El Emperador Cayo Julio César Augusto Germánico, conocido en ciertos ambientes como Caligulín, entra en el Senado de Roma dos semanas después de nombrar a su caballo Incitatus como cónsul de Roma. Como es habitual, el cafre del emperador busca herir el orgullo de los Senadores de solo dos patas.

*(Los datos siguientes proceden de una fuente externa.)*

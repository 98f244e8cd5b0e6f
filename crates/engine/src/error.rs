//! The module contains the error the engine can throw.
//!
//! The errors are grouped the way callers react to them:
//!
//! - [`KeyNotFound`] when a record does not exist or is outside the caller's
//!   scope.
//! - [`Forbidden`] when the record is visible but the caller's role does not
//!   allow the operation.
//! - [`ExistingKey`] for conflicts (duplicates, overlapping budgets, invites
//!   already accepted).
//! - [`Expired`] for invites past their expiry.
//! - the `Invalid*` variants for input that fails validation.
//!
//!  [`KeyNotFound`]: EngineError::KeyNotFound
//!  [`Forbidden`]: EngineError::Forbidden
//!  [`ExistingKey`]: EngineError::ExistingKey
//!  [`Expired`]: EngineError::Expired
use sea_orm::DbErr;
use thiserror::Error;

/// Engine custom errors.
#[derive(Error, Debug)]
pub enum EngineError {
    #[error("\"{0}\" key not found!")]
    KeyNotFound(String),
    #[error("\"{0}\" already present!")]
    ExistingKey(String),
    #[error("Forbidden: {0}")]
    Forbidden(String),
    #[error("Expired: {0}")]
    Expired(String),
    #[error("Invalid amount: {0}")]
    InvalidAmount(String),
    #[error("Invalid period: {0}")]
    InvalidPeriod(String),
    #[error("Invalid role: {0}")]
    InvalidRole(String),
    #[error("Invalid name: {0}")]
    InvalidName(String),
    #[error("Invalid value: {0}")]
    InvalidValue(String),
    #[error("Invalid reference: {0}")]
    InvalidReference(String),
    #[error("Invalid credentials")]
    InvalidCredentials,
    #[error("Password hashing failed: {0}")]
    PasswordHash(String),
    #[error(transparent)]
    Database(#[from] DbErr),
}

impl EngineError {
    /// `true` for the variants raised by input validation.
    pub fn is_validation(&self) -> bool {
        matches!(
            self,
            Self::InvalidAmount(_)
                | Self::InvalidPeriod(_)
                | Self::InvalidRole(_)
                | Self::InvalidName(_)
                | Self::InvalidValue(_)
                | Self::InvalidReference(_)
        )
    }
}

impl PartialEq for EngineError {
    fn eq(&self, other: &Self) -> bool {
        match (self, other) {
            (Self::KeyNotFound(a), Self::KeyNotFound(b)) => a == b,
            (Self::ExistingKey(a), Self::ExistingKey(b)) => a == b,
            (Self::Forbidden(a), Self::Forbidden(b)) => a == b,
            (Self::Expired(a), Self::Expired(b)) => a == b,
            (Self::InvalidAmount(a), Self::InvalidAmount(b)) => a == b,
            (Self::InvalidPeriod(a), Self::InvalidPeriod(b)) => a == b,
            (Self::InvalidRole(a), Self::InvalidRole(b)) => a == b,
            (Self::InvalidName(a), Self::InvalidName(b)) => a == b,
            (Self::InvalidValue(a), Self::InvalidValue(b)) => a == b,
            (Self::InvalidReference(a), Self::InvalidReference(b)) => a == b,
            (Self::InvalidCredentials, Self::InvalidCredentials) => true,
            (Self::PasswordHash(a), Self::PasswordHash(b)) => a == b,
            (Self::Database(a), Self::Database(b)) => a.to_string() == b.to_string(),
            _ => false,
        }
    }
}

– Señorías: ¡Este foro huele a establo! ¡A ver si se bañan un poco o tendré que pedirle a mis pretorianos que les den jabón con estropajo en los ijares y os sequen las pililas a golpe de espuela y fusta, intelligitur?


Tras muchos años de trabajo ininterrumpido, Renatus Cartesius, alias Descartes, termina de poner por escrito su “Tratado de la Duda Metódica para Encontrar la Razón y la Verdad Absolutas en las Ciencias y facilitar la Toma de Decisiones Finales”. El sabio rebosa de actividad organizativa.

-Y mañana lo presento en la Academia de Ciencias… O no lo presento… Bueno, ya veremos si mañana no llueve, por ejemplo, no vaya a ser que se mojen los papeles… Aunque, pensándolo bien, quizás sea mejor presentarlo en la Academia de Matemáticas, porque en la de Artes como que no pega. Hombre, dudo inclusive que deba enseñarle a alguien este escrito con tantos borrones. ¿Por qué manchará tanto la tinta, joder? ¡No puede escribir uno sin mancharse! O quizás si… ¿O es que acaso no lo he puesto por escrito yo? ¿Lo escribí en el cuaderno rojo o en el azul? A ver, apliquemos nuestro método abreviado: De Tin Marín, de Do Pingüe, Cúcara Mácara, títere fue, yo no fui, fue Teté; pégale, pégale, que ella fue… ¡Rojo!